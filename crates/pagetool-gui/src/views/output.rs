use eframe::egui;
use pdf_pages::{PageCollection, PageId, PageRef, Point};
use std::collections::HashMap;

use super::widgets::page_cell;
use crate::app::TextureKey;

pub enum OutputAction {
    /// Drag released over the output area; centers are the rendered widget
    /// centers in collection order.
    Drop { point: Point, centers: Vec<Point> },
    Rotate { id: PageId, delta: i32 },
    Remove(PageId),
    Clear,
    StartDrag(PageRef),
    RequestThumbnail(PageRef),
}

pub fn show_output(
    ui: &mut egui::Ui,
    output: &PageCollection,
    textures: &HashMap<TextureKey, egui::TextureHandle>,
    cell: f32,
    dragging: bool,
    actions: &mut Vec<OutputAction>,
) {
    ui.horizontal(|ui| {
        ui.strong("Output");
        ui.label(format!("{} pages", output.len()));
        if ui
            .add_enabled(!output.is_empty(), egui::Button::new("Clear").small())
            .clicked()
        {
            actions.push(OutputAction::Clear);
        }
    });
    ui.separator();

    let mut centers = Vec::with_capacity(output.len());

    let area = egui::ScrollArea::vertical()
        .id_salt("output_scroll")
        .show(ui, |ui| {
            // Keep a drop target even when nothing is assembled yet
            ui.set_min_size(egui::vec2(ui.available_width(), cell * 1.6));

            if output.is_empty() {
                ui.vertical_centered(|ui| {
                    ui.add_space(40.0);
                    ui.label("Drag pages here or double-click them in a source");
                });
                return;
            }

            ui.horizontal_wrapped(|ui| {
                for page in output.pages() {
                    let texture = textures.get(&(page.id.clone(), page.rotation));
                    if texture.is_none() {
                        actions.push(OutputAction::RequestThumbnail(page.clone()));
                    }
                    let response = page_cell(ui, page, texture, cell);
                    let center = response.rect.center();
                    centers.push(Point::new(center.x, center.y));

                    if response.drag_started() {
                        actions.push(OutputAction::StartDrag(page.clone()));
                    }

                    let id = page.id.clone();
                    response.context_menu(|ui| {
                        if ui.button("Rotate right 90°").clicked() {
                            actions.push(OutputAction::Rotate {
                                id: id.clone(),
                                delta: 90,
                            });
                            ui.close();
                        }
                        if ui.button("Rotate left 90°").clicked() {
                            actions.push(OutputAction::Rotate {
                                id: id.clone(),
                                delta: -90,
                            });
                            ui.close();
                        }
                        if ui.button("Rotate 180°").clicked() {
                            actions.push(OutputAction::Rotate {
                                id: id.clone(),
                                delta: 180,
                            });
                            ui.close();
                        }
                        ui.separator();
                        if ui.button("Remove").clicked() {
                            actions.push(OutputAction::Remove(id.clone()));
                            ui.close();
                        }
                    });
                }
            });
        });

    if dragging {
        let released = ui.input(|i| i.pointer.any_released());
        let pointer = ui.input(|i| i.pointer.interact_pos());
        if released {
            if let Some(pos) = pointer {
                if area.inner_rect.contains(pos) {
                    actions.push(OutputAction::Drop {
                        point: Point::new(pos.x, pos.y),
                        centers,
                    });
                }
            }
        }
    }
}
--
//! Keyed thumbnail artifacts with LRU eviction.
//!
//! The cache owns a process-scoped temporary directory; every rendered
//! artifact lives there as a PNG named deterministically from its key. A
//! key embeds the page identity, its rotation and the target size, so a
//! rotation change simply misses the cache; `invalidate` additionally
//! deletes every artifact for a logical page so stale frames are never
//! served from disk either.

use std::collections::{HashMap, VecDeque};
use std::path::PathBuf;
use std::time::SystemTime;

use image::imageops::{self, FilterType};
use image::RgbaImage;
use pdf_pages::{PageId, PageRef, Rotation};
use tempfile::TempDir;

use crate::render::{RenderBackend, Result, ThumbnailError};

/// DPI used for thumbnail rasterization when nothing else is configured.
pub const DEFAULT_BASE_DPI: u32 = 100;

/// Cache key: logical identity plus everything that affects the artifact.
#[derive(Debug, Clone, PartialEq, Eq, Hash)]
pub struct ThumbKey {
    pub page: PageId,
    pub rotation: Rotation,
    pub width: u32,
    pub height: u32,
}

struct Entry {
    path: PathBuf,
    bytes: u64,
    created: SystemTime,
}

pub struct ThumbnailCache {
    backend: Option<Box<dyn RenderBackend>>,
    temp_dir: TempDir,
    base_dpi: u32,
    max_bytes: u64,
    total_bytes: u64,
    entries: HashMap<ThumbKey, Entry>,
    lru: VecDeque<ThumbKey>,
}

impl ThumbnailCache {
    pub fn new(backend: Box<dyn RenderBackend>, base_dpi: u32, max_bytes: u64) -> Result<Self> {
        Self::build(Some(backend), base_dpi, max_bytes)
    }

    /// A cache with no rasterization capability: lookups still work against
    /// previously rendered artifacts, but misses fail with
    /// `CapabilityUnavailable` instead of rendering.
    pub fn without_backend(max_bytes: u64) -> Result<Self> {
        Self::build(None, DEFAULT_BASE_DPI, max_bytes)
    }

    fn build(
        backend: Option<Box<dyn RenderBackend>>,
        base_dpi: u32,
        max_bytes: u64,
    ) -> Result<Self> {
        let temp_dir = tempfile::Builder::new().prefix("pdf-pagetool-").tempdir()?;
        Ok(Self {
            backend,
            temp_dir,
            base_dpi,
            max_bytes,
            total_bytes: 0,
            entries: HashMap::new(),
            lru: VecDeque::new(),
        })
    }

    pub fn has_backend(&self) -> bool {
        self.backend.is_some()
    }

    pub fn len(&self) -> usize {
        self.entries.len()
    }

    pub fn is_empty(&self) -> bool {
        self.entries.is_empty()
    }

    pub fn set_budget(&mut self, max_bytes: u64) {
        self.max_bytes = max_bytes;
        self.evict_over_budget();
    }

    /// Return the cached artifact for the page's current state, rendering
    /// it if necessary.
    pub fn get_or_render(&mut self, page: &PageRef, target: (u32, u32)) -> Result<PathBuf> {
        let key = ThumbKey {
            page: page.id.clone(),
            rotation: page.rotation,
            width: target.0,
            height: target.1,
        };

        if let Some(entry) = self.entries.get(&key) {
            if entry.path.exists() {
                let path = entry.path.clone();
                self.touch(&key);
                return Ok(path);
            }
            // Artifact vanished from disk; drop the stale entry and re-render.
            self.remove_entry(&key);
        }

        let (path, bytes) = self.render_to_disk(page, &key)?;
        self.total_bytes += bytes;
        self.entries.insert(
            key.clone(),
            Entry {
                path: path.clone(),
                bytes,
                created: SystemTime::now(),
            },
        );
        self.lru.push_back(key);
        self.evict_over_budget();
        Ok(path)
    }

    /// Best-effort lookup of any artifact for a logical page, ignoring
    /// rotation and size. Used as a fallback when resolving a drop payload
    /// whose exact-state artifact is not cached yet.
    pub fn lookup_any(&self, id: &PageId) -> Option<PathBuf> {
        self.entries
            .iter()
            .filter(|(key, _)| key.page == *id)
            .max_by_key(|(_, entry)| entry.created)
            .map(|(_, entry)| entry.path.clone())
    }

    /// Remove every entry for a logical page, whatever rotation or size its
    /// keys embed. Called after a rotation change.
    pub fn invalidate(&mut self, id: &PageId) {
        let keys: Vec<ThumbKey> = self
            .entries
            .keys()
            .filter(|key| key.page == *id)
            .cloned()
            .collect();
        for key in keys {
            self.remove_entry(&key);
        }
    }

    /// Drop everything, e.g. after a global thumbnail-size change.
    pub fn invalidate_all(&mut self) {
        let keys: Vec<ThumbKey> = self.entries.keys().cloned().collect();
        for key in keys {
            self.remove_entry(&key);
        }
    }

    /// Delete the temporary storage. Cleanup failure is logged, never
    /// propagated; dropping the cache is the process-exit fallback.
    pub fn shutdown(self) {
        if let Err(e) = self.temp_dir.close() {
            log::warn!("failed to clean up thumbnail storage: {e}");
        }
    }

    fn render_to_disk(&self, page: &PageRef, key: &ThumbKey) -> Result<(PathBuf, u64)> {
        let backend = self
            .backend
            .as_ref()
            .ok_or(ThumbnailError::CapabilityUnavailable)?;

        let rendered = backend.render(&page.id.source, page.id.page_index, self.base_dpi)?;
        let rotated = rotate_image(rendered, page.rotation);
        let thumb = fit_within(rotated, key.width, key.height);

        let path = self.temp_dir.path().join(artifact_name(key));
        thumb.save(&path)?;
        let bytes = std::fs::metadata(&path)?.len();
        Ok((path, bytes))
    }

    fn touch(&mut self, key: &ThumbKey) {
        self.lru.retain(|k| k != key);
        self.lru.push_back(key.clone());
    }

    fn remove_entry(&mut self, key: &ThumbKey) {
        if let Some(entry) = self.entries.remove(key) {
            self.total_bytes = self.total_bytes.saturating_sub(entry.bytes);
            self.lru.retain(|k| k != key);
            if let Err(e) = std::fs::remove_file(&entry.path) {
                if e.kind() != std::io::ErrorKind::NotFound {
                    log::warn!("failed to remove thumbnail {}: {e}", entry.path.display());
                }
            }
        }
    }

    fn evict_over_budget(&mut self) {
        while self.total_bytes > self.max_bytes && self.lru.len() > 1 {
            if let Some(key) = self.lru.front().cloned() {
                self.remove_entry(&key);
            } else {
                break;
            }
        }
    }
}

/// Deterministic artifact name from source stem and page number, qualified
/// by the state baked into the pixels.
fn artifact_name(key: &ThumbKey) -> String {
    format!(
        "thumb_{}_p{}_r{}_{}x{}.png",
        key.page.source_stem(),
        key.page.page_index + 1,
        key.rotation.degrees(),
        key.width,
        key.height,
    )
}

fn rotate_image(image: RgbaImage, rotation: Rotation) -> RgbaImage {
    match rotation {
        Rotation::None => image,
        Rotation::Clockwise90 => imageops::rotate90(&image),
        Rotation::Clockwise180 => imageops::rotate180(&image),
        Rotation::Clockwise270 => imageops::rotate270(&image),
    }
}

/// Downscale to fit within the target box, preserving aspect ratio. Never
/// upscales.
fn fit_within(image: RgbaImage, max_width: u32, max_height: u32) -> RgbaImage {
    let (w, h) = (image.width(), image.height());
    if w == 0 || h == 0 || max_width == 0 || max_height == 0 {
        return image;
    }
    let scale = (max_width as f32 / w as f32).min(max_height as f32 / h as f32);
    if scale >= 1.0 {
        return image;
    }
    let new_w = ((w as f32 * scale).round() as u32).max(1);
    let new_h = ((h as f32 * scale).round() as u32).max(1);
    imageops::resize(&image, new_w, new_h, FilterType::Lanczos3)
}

**TASK DESCRIPTION:** Look through the material above and print exactly the lines from the one containing "logical page, ignoring" to the one containing "let thumb = fit_within(rotated, key.width, key.height);", both included, and nothing more.

**PROBLEM SOLUTION:**
    /// Best-effort lookup of any artifact for a logical page, ignoring
    /// rotation and size. Used as a fallback when resolving a drop payload
    /// whose exact-state artifact is not cached yet.
    pub fn lookup_any(&self, id: &PageId) -> Option<PathBuf> {
        self.entries
            .iter()
            .filter(|(key, _)| key.page == *id)
            .max_by_key(|(_, entry)| entry.created)
            .map(|(_, entry)| entry.path.clone())
    }

    /// Remove every entry for a logical page, whatever rotation or size its
    /// keys embed. Called after a rotation change.
    pub fn invalidate(&mut self, id: &PageId) {
        let keys: Vec<ThumbKey> = self
            .entries
            .keys()
            .filter(|key| key.page == *id)
            .cloned()
            .collect();
        for key in keys {
            self.remove_entry(&key);
        }
    }

    /// Drop everything, e.g. after a global thumbnail-size change.
    pub fn invalidate_all(&mut self) {
        let keys: Vec<ThumbKey> = self.entries.keys().cloned().collect();
        for key in keys {
            self.remove_entry(&key);
        }
    }

    /// Delete the temporary storage. Cleanup failure is logged, never
    /// propagated; dropping the cache is the process-exit fallback.
    pub fn shutdown(self) {
        if let Err(e) = self.temp_dir.close() {
            log::warn!("failed to clean up thumbnail storage: {e}");
        }
    }

    fn render_to_disk(&self, page: &PageRef, key: &ThumbKey) -> Result<(PathBuf, u64)> {
        let backend = self
            .backend
            .as_ref()
            .ok_or(ThumbnailError::CapabilityUnavailable)?;

        let rendered = backend.render(&page.id.source, page.id.page_index, self.base_dpi)?;
        let rotated = rotate_image(rendered, page.rotation);
        let thumb = fit_within(rotated, key.width, key.height);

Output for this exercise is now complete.